«Aquel viejo cuadro»

Extraída, sin permiso, de San Google
¿Has estado alguna vez delante de uno de esos retratos en los que el protagonista, te muevas a donde te muevas, parece seguirte con los ojos? Hoy, durante el ratito del desayuno, tuve esa sensación.
Estábamos sentados, casi en la mesa de siempre, hablando y bromeando, un poco como lo hacemos todos los días, de manera vivaracha, con una de las camareras del bar de todos los días,. Ella estaba cantando una canción, a colación de una frase que dijo uno de mis compañeros, cuando me fijo en la señora que estaba sentada, enfrentada a mí, en la mesa contigua. Tenía los ojos clavados en la espontánea cantante. Su boca enmarcada en una gran sonrisa y sus labios se movían, reproduciendo la canción, al ritmo de la música. Estaba tan entretenida que no se percató de que yo la miraba.

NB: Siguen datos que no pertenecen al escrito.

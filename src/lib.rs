pub mod auditor;
pub mod config;
pub mod context;
pub mod errors;
pub mod gate;
pub mod runtime;
pub mod tracker;
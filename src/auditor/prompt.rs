//! Review prompts.
//!
//! Both prompts end with the same response contract so the parser sees one
//! shape regardless of subject.

use crate::tracker::Issue;
use std::path::Path;

const REVIEW_GUIDANCE: &str = "\
Be thorough but practical. Report only problems that affect correctness,
security, or maintainability.";

fn response_contract(pass_meaning: &str, fail_meaning: &str) -> String {
    format!(
        r#"## Response Format

Respond with ONLY a single JSON object in exactly this shape:

{{
  "verdict": "PASS" | "FAIL" | "NEEDS_HUMAN",
  "confidence": 0.0-1.0,
  "issues": ["issue1", "issue2"],
  "suggestions": ["suggestion1", "suggestion2"]
}}

Verdicts:
- PASS: {pass_meaning}
- FAIL: {fail_meaning}
- NEEDS_HUMAN: you cannot decide; a human must review

List under "issues" only actual problems. "suggestions" are improvements
that do not block approval."#
    )
}

/// Prompt for reviewing the work behind a tracked issue.
pub fn build_bead_prompt(issue: &Issue) -> String {
    format!(
        r#"# Independent Code Review

You are a code reviewer performing independent verification of work done
for the task below. Review the work in the current directory.

## Task
- Task ID: {id}
- Title: {title}
- Description: {description}

## Review Criteria

1. Does the code meet the requirements described in the task?
2. Are there bugs, unhandled edge cases, or error handling gaps?
3. Is the code well-structured and does it follow best practices?
4. Are tests adequate and do they cover the main scenarios?
5. Are there security vulnerabilities (injection, auth bypass, etc.)?

{guidance}

{contract}"#,
        id = issue.id,
        title = issue.title,
        description = issue.description,
        guidance = REVIEW_GUIDANCE,
        contract = response_contract(
            "the work meets the requirements with no blocking issues",
            "the work has bugs, security issues, or misses requirements",
        ),
    )
}

/// Prompt for reviewing a merge request's diff against its target.
pub fn build_mr_prompt(mr_id: &str, branch: &str, target_branch: &str, workdir: &Path) -> String {
    format!(
        r#"# Independent Merge Request Review

You are a code reviewer performing independent verification of a merge
request. Review the changes between the source and target branches.

## Merge Request
- MR ID: {mr_id}
- Source Branch: {branch}
- Target Branch: {target_branch}
- Working Directory: {workdir}

To see the changes, run:

    git diff {target_branch}...{branch}

## Review Criteria

1. Does the code meet the requirements?
2. Are there bugs, unhandled edge cases, or error handling gaps?
3. Is the code well-structured and does it follow best practices?
4. Are tests adequate and do they cover the main scenarios?
5. Are there security vulnerabilities?
6. Will this merge cleanly with no conflicts?

{guidance}

{contract}"#,
        workdir = workdir.display(),
        guidance = REVIEW_GUIDANCE,
        contract = response_contract(
            "the changes are ready to merge",
            "the changes have blocking issues",
        ),
    )
}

Mi compañero intervino con una de sus ocurrentes frases. Todos reímos. Ella también.  En aquel momento parecía una más el grupo. Había olvidado, del todo, el motivo por el que estaba sentada en aquella mesa. Su desayuno se enfriaba.
La camarera dio su réplica. La señora rió nuevamente con todos. Parecía que formaba parte de la conversación. 
Así estuvo los pocos minutos que duró el espectáculo, sin perder detalle de lo que decíamos o hacíamos, hasta que su acompañante la devolvió a su realidad y, la felicidad momentánea que parecía revivir con nuestra forma de ser, cambió para retomar su vida.
La seguí observando un rato. La sonrisa de sus labios se apagó. El brillo de sus ojos se fue. Las canas de su pelo se volvieron más tristes. Sus arrugas parecían desentonar con el ritmo de la anterior música. De inmediato volvió a convertirse en el olvidado y viejo cuadro  que te sigue con la mirada.